▸ **REQUIRED WORK**
Once you reach the line containing "pub mod state;" in the data below, restate each line word for word up to and including the one containing "a column byte".

(Collection entries)

#####

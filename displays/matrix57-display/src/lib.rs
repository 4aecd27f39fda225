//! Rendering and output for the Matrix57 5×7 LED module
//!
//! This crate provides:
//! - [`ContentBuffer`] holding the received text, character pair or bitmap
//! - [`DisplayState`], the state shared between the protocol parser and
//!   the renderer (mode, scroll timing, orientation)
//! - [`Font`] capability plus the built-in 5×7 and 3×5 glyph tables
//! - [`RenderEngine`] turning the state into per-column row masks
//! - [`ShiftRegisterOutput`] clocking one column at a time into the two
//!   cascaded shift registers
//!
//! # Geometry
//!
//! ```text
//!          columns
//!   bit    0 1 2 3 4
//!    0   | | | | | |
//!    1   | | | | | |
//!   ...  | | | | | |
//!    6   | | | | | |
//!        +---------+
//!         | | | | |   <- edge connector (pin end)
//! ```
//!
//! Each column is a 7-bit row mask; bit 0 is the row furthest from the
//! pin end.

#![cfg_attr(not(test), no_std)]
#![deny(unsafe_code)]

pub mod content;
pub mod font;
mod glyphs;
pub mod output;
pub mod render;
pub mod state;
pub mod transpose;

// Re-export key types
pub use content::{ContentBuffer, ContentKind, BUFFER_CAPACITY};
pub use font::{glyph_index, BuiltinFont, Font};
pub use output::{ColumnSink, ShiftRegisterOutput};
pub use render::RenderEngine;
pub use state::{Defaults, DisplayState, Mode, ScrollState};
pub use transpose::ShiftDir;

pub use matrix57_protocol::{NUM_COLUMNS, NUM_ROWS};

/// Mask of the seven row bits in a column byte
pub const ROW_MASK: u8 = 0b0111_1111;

#####

▸ **YOUR SOLUTION**
pub mod state;
pub mod transpose;

// Re-export key types
pub use content::{ContentBuffer, ContentKind, BUFFER_CAPACITY};
pub use font::{glyph_index, BuiltinFont, Font};
pub use output::{ColumnSink, ShiftRegisterOutput};
pub use render::RenderEngine;
pub use state::{Defaults, DisplayState, Mode, ScrollState};
pub use transpose::ShiftDir;

pub use matrix57_protocol::{NUM_COLUMNS, NUM_ROWS};

/// Mask of the seven row bits in a column byte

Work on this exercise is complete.